//! Lexicon-based polarity/subjectivity model.
//!
//! Each lexicon line is `word<TAB>polarity<TAB>subjectivity[<TAB>intensity]`.
//! Words with zero polarity and an intensity other than `1.0` are modifiers
//! ("very", "slightly") that scale the next assessed word. Negators flip and
//! dampen the next assessed word. The text's polarity and subjectivity are
//! the means over all assessed words.

use std::collections::HashMap;
use std::path::{Path, PathBuf};
use std::sync::{Arc, PoisonError, RwLock};

use corpus_provisioner::{CorpusProvisioner, LEXICON_CORPUS, TOKENIZER_CORPUS};
use tracing::{debug, info};

use super::tokenizer::Tokenizer;
use super::SentimentModel;
use crate::domain::ModelError;

/// Multiplier applied to the polarity of a negated word.
pub const NEGATION_FACTOR: f64 = -0.5;

const NEGATORS: &[&str] = &["not", "no", "never", "neither", "nor", "without", "hardly"];

/// One lexicon row.
#[derive(Debug, Clone, Copy, PartialEq)]
pub struct LexiconEntry {
    pub polarity: f64,
    pub subjectivity: f64,
    pub intensity: f64,
}

impl LexiconEntry {
    fn is_modifier(&self) -> bool {
        self.polarity == 0.0 && self.intensity != 1.0
    }
}

/// Parsed lexicon plus tokenizer; immutable once built.
#[derive(Debug, Clone)]
pub struct Lexicon {
    entries: HashMap<String, LexiconEntry>,
    tokenizer: Tokenizer,
}

impl Lexicon {
    pub fn new(entries: HashMap<String, LexiconEntry>, tokenizer: Tokenizer) -> Self {
        Self { entries, tokenizer }
    }

    /// Parse both corpora from their raw text.
    pub fn parse(lexicon_raw: &str, rules_raw: &str) -> Result<Self, ModelError> {
        let tokenizer = Tokenizer::from_rules(TOKENIZER_CORPUS, rules_raw)?;
        let entries = parse_entries(lexicon_raw)?;
        if entries.is_empty() {
            return Err(ModelError::Empty(LEXICON_CORPUS.to_string()));
        }
        Ok(Self { entries, tokenizer })
    }

    /// Read and parse both corpora from disk.
    pub fn load(lexicon_path: &Path, rules_path: &Path) -> Result<Self, ModelError> {
        let lexicon_raw = read_corpus(lexicon_path)?;
        let rules_raw = read_corpus(rules_path)?;
        Self::parse(&lexicon_raw, &rules_raw)
    }

    pub fn len(&self) -> usize {
        self.entries.len()
    }

    pub fn is_empty(&self) -> bool {
        self.entries.is_empty()
    }

    pub fn entry(&self, word: &str) -> Option<&LexiconEntry> {
        self.entries.get(word)
    }

    /// Mean polarity and subjectivity over assessed words; `(0, 0)` when
    /// no word is in the lexicon. Not clamped.
    pub fn assess(&self, text: &str) -> (f64, f64) {
        let mut polarity_sum = 0.0;
        let mut subjectivity_sum = 0.0;
        let mut assessed = 0usize;

        let mut negated = false;
        let mut intensity = 1.0;

        for token in self.tokenizer.tokenize(text) {
            if NEGATORS.contains(&token.as_str()) {
                negated = true;
                continue;
            }
            let Some(entry) = self.entries.get(&token) else {
                continue;
            };
            if entry.is_modifier() {
                intensity *= entry.intensity;
                continue;
            }

            let mut polarity = entry.polarity * intensity;
            if negated {
                polarity *= NEGATION_FACTOR;
            }
            polarity_sum += polarity;
            subjectivity_sum += (entry.subjectivity * intensity).min(1.0);
            assessed += 1;

            negated = false;
            intensity = 1.0;
        }

        if assessed == 0 {
            (0.0, 0.0)
        } else {
            let n = assessed as f64;
            (polarity_sum / n, subjectivity_sum / n)
        }
    }
}

impl SentimentModel for Lexicon {
    fn analyze(&self, text: &str) -> Result<(f64, f64), ModelError> {
        Ok(self.assess(text))
    }
}

fn read_corpus(path: &Path) -> Result<String, ModelError> {
    std::fs::read_to_string(path).map_err(|source| {
        if source.kind() == std::io::ErrorKind::NotFound {
            ModelError::NotProvisioned
        } else {
            ModelError::Read {
                path: path.to_path_buf(),
                source,
            }
        }
    })
}

fn parse_entries(raw: &str) -> Result<HashMap<String, LexiconEntry>, ModelError> {
    let mut entries = HashMap::new();
    for (idx, line) in raw.lines().enumerate() {
        let line = line.trim();
        if line.is_empty() || line.starts_with('#') {
            continue;
        }
        let parse_err = |reason: String| ModelError::Parse {
            corpus: LEXICON_CORPUS.to_string(),
            line: idx + 1,
            reason,
        };

        let cols: Vec<&str> = line.split('\t').map(str::trim).collect();
        if cols.len() < 3 || cols.len() > 4 {
            return Err(parse_err(format!("expected 3 or 4 columns, got {}", cols.len())));
        }
        let number = |col: &str, name: &str| -> Result<f64, ModelError> {
            col.parse::<f64>()
                .ok()
                .filter(|v| v.is_finite())
                .ok_or_else(|| parse_err(format!("invalid {name}: {col:?}")))
        };

        let entry = LexiconEntry {
            polarity: number(cols[1], "polarity")?.clamp(-1.0, 1.0),
            subjectivity: number(cols[2], "subjectivity")?.clamp(0.0, 1.0),
            intensity: match cols.get(3) {
                Some(col) => number(col, "intensity")?,
                None => 1.0,
            },
        };
        entries.insert(cols[0].to_lowercase(), entry);
    }
    Ok(entries)
}

/// [`Lexicon`] loaded lazily from provisioned corpus files.
///
/// Loading happens on the first `analyze` call and is retried on later calls
/// if it failed, so a worker that starts before provisioning completes picks
/// the data up once it lands.
pub struct LexiconModel {
    lexicon_path: PathBuf,
    rules_path: PathBuf,
    loaded: RwLock<Option<Arc<Lexicon>>>,
}

impl LexiconModel {
    pub fn new(lexicon_path: impl Into<PathBuf>, rules_path: impl Into<PathBuf>) -> Self {
        Self {
            lexicon_path: lexicon_path.into(),
            rules_path: rules_path.into(),
            loaded: RwLock::new(None),
        }
    }

    /// Model reading the files the provisioner writes.
    pub fn from_provisioner(provisioner: &CorpusProvisioner) -> Self {
        Self::new(
            provisioner.resource_path(LEXICON_CORPUS),
            provisioner.resource_path(TOKENIZER_CORPUS),
        )
    }

    pub fn is_loaded(&self) -> bool {
        self.loaded
            .read()
            .unwrap_or_else(PoisonError::into_inner)
            .is_some()
    }

    fn lexicon(&self) -> Result<Arc<Lexicon>, ModelError> {
        if let Some(lexicon) = self
            .loaded
            .read()
            .unwrap_or_else(PoisonError::into_inner)
            .as_ref()
        {
            return Ok(Arc::clone(lexicon));
        }

        let mut slot = self.loaded.write().unwrap_or_else(PoisonError::into_inner);
        if let Some(lexicon) = slot.as_ref() {
            return Ok(Arc::clone(lexicon));
        }
        debug!(path = %self.lexicon_path.display(), "loading lexicon");
        let lexicon = Arc::new(Lexicon::load(&self.lexicon_path, &self.rules_path)?);
        info!(
            event = "model.loaded",
            entries = lexicon.len(),
            contractions = lexicon.tokenizer.rule_count(),
        );
        *slot = Some(Arc::clone(&lexicon));
        Ok(lexicon)
    }
}

impl SentimentModel for LexiconModel {
    fn analyze(&self, text: &str) -> Result<(f64, f64), ModelError> {
        Ok(self.lexicon()?.assess(text))
    }
}

#[cfg(test)]
mod tests {
    use super::*;

    const LEXICON: &str = "\
# word\tpolarity\tsubjectivity\tintensity
good\t0.7\t0.6
great\t0.8\t0.75
awful\t-1.0\t1.0
terrible\t-1.0\t1.0
red\t0.0\t0.0
very\t0.0\t0.3\t1.3
slightly\t0.0\t0.2\t0.5
";
    const RULES: &str = "don't\tdo not\nisn't\tis not\n";

    fn lexicon() -> Lexicon {
        Lexicon::parse(LEXICON, RULES).unwrap()
    }

    #[test]
    fn single_word() {
        let (p, s) = lexicon().assess("good");
        assert!((p - 0.7).abs() < 1e-9);
        assert!((s - 0.6).abs() < 1e-9);
    }

    #[test]
    fn mean_over_assessed_words() {
        let (p, s) = lexicon().assess("good photo, awful light");
        assert!((p - (-0.15)).abs() < 1e-9);
        assert!((s - 0.8).abs() < 1e-9);
    }

    #[test]
    fn negation_flips_and_dampens() {
        let (p, _) = lexicon().assess("not good");
        assert!((p - (-0.35)).abs() < 1e-9);

        let (p, _) = lexicon().assess("This isn't a great shot");
        assert!((p - (-0.4)).abs() < 1e-9);
    }

    #[test]
    fn intensifier_scales_next_word() {
        let (p, s) = lexicon().assess("very good");
        assert!((p - 0.91).abs() < 1e-9);
        assert!((s - 0.78).abs() < 1e-9);

        let (p, _) = lexicon().assess("slightly good");
        assert!((p - 0.35).abs() < 1e-9);
    }

    #[test]
    fn neutral_lexicon_words_count_as_assessments() {
        let (p, s) = lexicon().assess("red");
        assert_eq!((p, s), (0.0, 0.0));
        let (p, _) = lexicon().assess("good red");
        assert!((p - 0.35).abs() < 1e-9);
    }

    #[test]
    fn accented_entries_match() {
        let lexicon = Lexicon::parse("magnifique\t0.8\t0.9\nfroid\t-0.2\t0.4\nmédiocre\t-0.6\t0.7\n", RULES)
            .unwrap();
        let (p, s) = lexicon.assess("Un café Médiocre");
        assert!((p - (-0.6)).abs() < 1e-9);
        assert!((s - 0.7).abs() < 1e-9);
    }

    #[test]
    fn no_hits_is_neutral() {
        assert_eq!(lexicon().assess("the pier at dusk"), (0.0, 0.0));
    }

    #[test]
    fn parse_rejects_bad_numbers() {
        let err = Lexicon::parse("good\tvery\t0.5\n", RULES).unwrap_err();
        assert!(err.to_string().contains("polarity"));
        let err = Lexicon::parse("good\t0.5\n", RULES).unwrap_err();
        assert!(matches!(err, ModelError::Parse { line: 1, .. }));
    }

    #[test]
    fn parse_rejects_empty_lexicon() {
        assert!(matches!(
            Lexicon::parse("# nothing\n", RULES),
            Err(ModelError::Empty(_))
        ));
    }

    #[test]
    fn model_reports_missing_files_as_not_provisioned() {
        let dir = tempfile::tempdir().unwrap();
        let model = LexiconModel::new(dir.path().join("lex.txt"), dir.path().join("rules.txt"));
        assert!(matches!(
            model.analyze("good"),
            Err(ModelError::NotProvisioned)
        ));
        assert!(!model.is_loaded());
    }

    #[test]
    fn model_loads_once_files_appear() {
        let dir = tempfile::tempdir().unwrap();
        let lex = dir.path().join("lex.txt");
        let rules = dir.path().join("rules.txt");
        let model = LexiconModel::new(&lex, &rules);
        assert!(model.analyze("good").is_err());

        std::fs::write(&lex, LEXICON).unwrap();
        std::fs::write(&rules, RULES).unwrap();
        let (p, _) = model.analyze("good").unwrap();
        assert!((p - 0.7).abs() < 1e-9);
        assert!(model.is_loaded());
    }
}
● ● ● ● ●
**What you are asked to do:** Count the lines in the material above where the string "format" appears, then state only that count.

**Output:** 2